Considering the vast quantities of chili powder I like to make, it should come as no surprise that I make vast quantities of chili. This is IPB Manor’s weekly standard, in part because it’s delicious and uses up a lot of summer produce, but also because the leftovers make for fantastic lunches. I realize chili is, for some people, a religious thing, and they would find my approach to it bordering on profane; to them I say, “Well, I’m from Jersey. What do you expect?” Anyway, here’s the skinny on how I make my own cavernous vat of the stuff.
Start by sweating up (in a VERY large pot) a boatload of chopped veggies of the “chili base” variety in a few tablespoons of oil. I go with about 4 average-sized yellow onions (or white, or red, or any combo thereof — whatever’s on hand, and whatever will yield about 2-3 cups when chopped), six cloves of garlic (minced), 6 bell peppers (I like to go with 2 each of green, yellow and red. This week I had just red and green from the farm) and hot peppers, finely minced, to taste (my preference is 3 habaneros. Some might find this a bit on the “rocket hot” end of the scale, but I feel like anything sub-habanero coming from my grocery store really tends not to taste like much of anything at all). Once everything’s softened up pretty well, stir in a heaping tablespoon of unsweetened cocoa powder, 3-4 heaping tablespoons of chili powder (my homemade chili powder is very cumin-y, so I don’t have to add extra, but back in the days of using storebought chili powder, I’d toss in a tablespoon or two of ground cumin as well), and a few teaspoons of kosher salt. Let that get fragrant for a minute or so, then stir in 3 pounds of ground pork (or turkey, or beef, or any combo. I don’t eat beef, and used to make this exclusively with turkey, but I like the flavor and slightly increased fattiness of the pork), and let that brown up while stirring regularly to make sure everything’s getting well combined. Once the pork is evenly cooked, stir in one large (28 oz.? Is that the standard large size?) can of diced tomatoes and one bottle of beer (I use Yuengling Black and Tan, but anything would do. And the recipe I started out on my life’s chili journey with just called for two cans of tomatoes). Let that come to a boil, then simmer for 15 minutes or so. Once all the flavors have melded, stir in four 15-ounce cans of beans that have been drained and rinsed (I use two cans of kidney and two of black beans) and a handful of chopped fresh cilantro. Heat until the beans are warmed, then serve over brown rice and top with grated cheddar cheese.

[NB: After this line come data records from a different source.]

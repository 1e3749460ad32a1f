//! Integration tests for the pipeline.
//!
//! These run the classify -> aggregate -> rank flow end-to-end with a
//! deterministic stand-in for the model, verifying the stages compose in a
//! realistic scenario.

use catalog::{CatalogRow, CatalogStore, EMOTION_DIMS};
use classifier::{EmotionInference, NUM_LABELS, RawEmotionVector, label_index};
use pipeline::{CategoryMapping, EmotionCategory, aggregate, rank};

/// Deterministic classifier: returns a canned vector regardless of input
struct FixedClassifier {
    output: RawEmotionVector,
}

impl EmotionInference for FixedClassifier {
    fn predict(&self, _text: &str) -> classifier::Result<RawEmotionVector> {
        Ok(self.output)
    }
}

fn create_test_catalog() -> CatalogStore {
    let mut store = CatalogStore::new();
    // Vector order: joy, love, sadness, fear, anger, surprise, disgust
    store.insert_row(CatalogRow {
        id: 1,
        title: "Feel-Good Comedy".to_string(),
        emotion_vector: [0.8, 0.1, 0.0, 0.0, 0.0, 0.1, 0.0],
    });
    store.insert_row(CatalogRow {
        id: 2,
        title: "Tearjerker Drama".to_string(),
        emotion_vector: [0.0, 0.1, 0.8, 0.1, 0.0, 0.0, 0.0],
    });
    store.insert_row(CatalogRow {
        id: 3,
        title: "Slasher Night".to_string(),
        emotion_vector: [0.0, 0.0, 0.1, 0.7, 0.1, 0.1, 0.0],
    });
    store.insert_row(CatalogRow {
        id: 4,
        title: "Romantic Getaway".to_string(),
        emotion_vector: [0.2, 0.7, 0.0, 0.0, 0.0, 0.1, 0.0],
    });
    store
}

fn raw_with(pairs: &[(&str, f32)]) -> RawEmotionVector {
    let mut raw = [0.0f32; NUM_LABELS];
    for &(name, p) in pairs {
        raw[label_index(name).expect("known label")] = p;
    }
    raw
}

#[test]
fn test_joyful_text_ranks_the_comedy_first() {
    let mapping = CategoryMapping::new();
    let model = FixedClassifier {
        output: raw_with(&[("joy", 0.9), ("excitement", 0.7), ("amusement", 0.6)]),
    };

    let raw = model.predict("best day ever, want to laugh").unwrap();
    let profile = aggregate(&raw, &mapping);
    assert!(profile.get(EmotionCategory::Joy) > 0.9);

    let ranked = rank(&profile, &create_test_catalog(), 10);
    assert_eq!(ranked.len(), 4);
    assert_eq!(ranked[0].movie_id, 1, "comedy should rank first");
}

#[test]
fn test_sad_text_ranks_the_drama_first() {
    let mapping = CategoryMapping::new();
    let model = FixedClassifier {
        output: raw_with(&[("sadness", 0.8), ("grief", 0.5), ("disappointment", 0.4)]),
    };

    let raw = model.predict("missing someone tonight").unwrap();
    let profile = aggregate(&raw, &mapping);
    let ranked = rank(&profile, &create_test_catalog(), 2);

    assert_eq!(ranked.len(), 2);
    assert_eq!(ranked[0].movie_id, 2, "drama should rank first");
}

#[test]
fn test_neutral_text_yields_zero_profile_but_still_ranks() {
    let mapping = CategoryMapping::new();
    let model = FixedClassifier {
        output: raw_with(&[("neutral", 0.95)]),
    };

    let raw = model.predict("the meeting is at three").unwrap();
    let profile = aggregate(&raw, &mapping);
    assert!(profile.is_zero());

    // Ranking a zero profile is valid: all scores 0, catalog order kept
    let ranked = rank(&profile, &create_test_catalog(), 10);
    assert_eq!(ranked.len(), 4);
    let ids: Vec<_> = ranked.iter().map(|c| c.movie_id).collect();
    assert_eq!(ids, vec![1, 2, 3, 4]);
    assert!(ranked.iter().all(|c| c.score == 0.0));
}

#[test]
fn test_profile_sums_to_one_for_any_signal() {
    let mapping = CategoryMapping::new();
    let cases = [
        raw_with(&[("fear", 0.2)]),
        raw_with(&[("anger", 0.9), ("joy", 0.9), ("love", 0.9)]),
        raw_with(&[("curiosity", 0.01)]),
    ];

    for raw in cases {
        let profile = aggregate(&raw, &mapping);
        let total: f32 = profile.components().iter().sum();
        assert!(
            (total - 1.0).abs() < 1e-5,
            "non-zero signal must normalize, got {}",
            total
        );
    }
}

#[test]
fn test_top_k_bound_against_small_catalog() {
    let mapping = CategoryMapping::new();
    let raw = raw_with(&[("joy", 0.5)]);
    let profile = aggregate(&raw, &mapping);

    let mut small = CatalogStore::new();
    for id in 1..=3 {
        small.insert_row(CatalogRow {
            id,
            title: format!("Movie {}", id),
            emotion_vector: [0.1; EMOTION_DIMS],
        });
    }

    let ranked = rank(&profile, &small, 10);
    assert_eq!(ranked.len(), 3, "K=10 against N=3 returns exactly 3");
}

Now, when I first started out, I was using a recipe I saw on Food Network that was totally vegetarian — instead of meat, it called for 4 zucchinis, coarsely chopped. That’s a nice alternative for the non-meat-eating set, and also a useful outlet for those piles of summer squash threatening to overtake my fridge. Another alternate route to take with this recipe is to go all “Cincinnati-style” and put in a teaspoon or so of cinnamon with the other spices and then serve atop buttered egg noodles. Either way, this is the meal we most commonly eat at IPB Manor — I’ve probably been making this once a week now for at least three years. And I hope to never stop, because it’s quick, easy, and frankly, scrumptious!
(Oh, and this week I had a bit of extra get-up-and-go, so I whipped up a cornbread in which I — gasp! — “winged it” by adding chopped jalapeno and fresh corn kernels to the recipe on the back of the Quaker cornmeal container. It was shockingly out of character for me. But quite tasty!)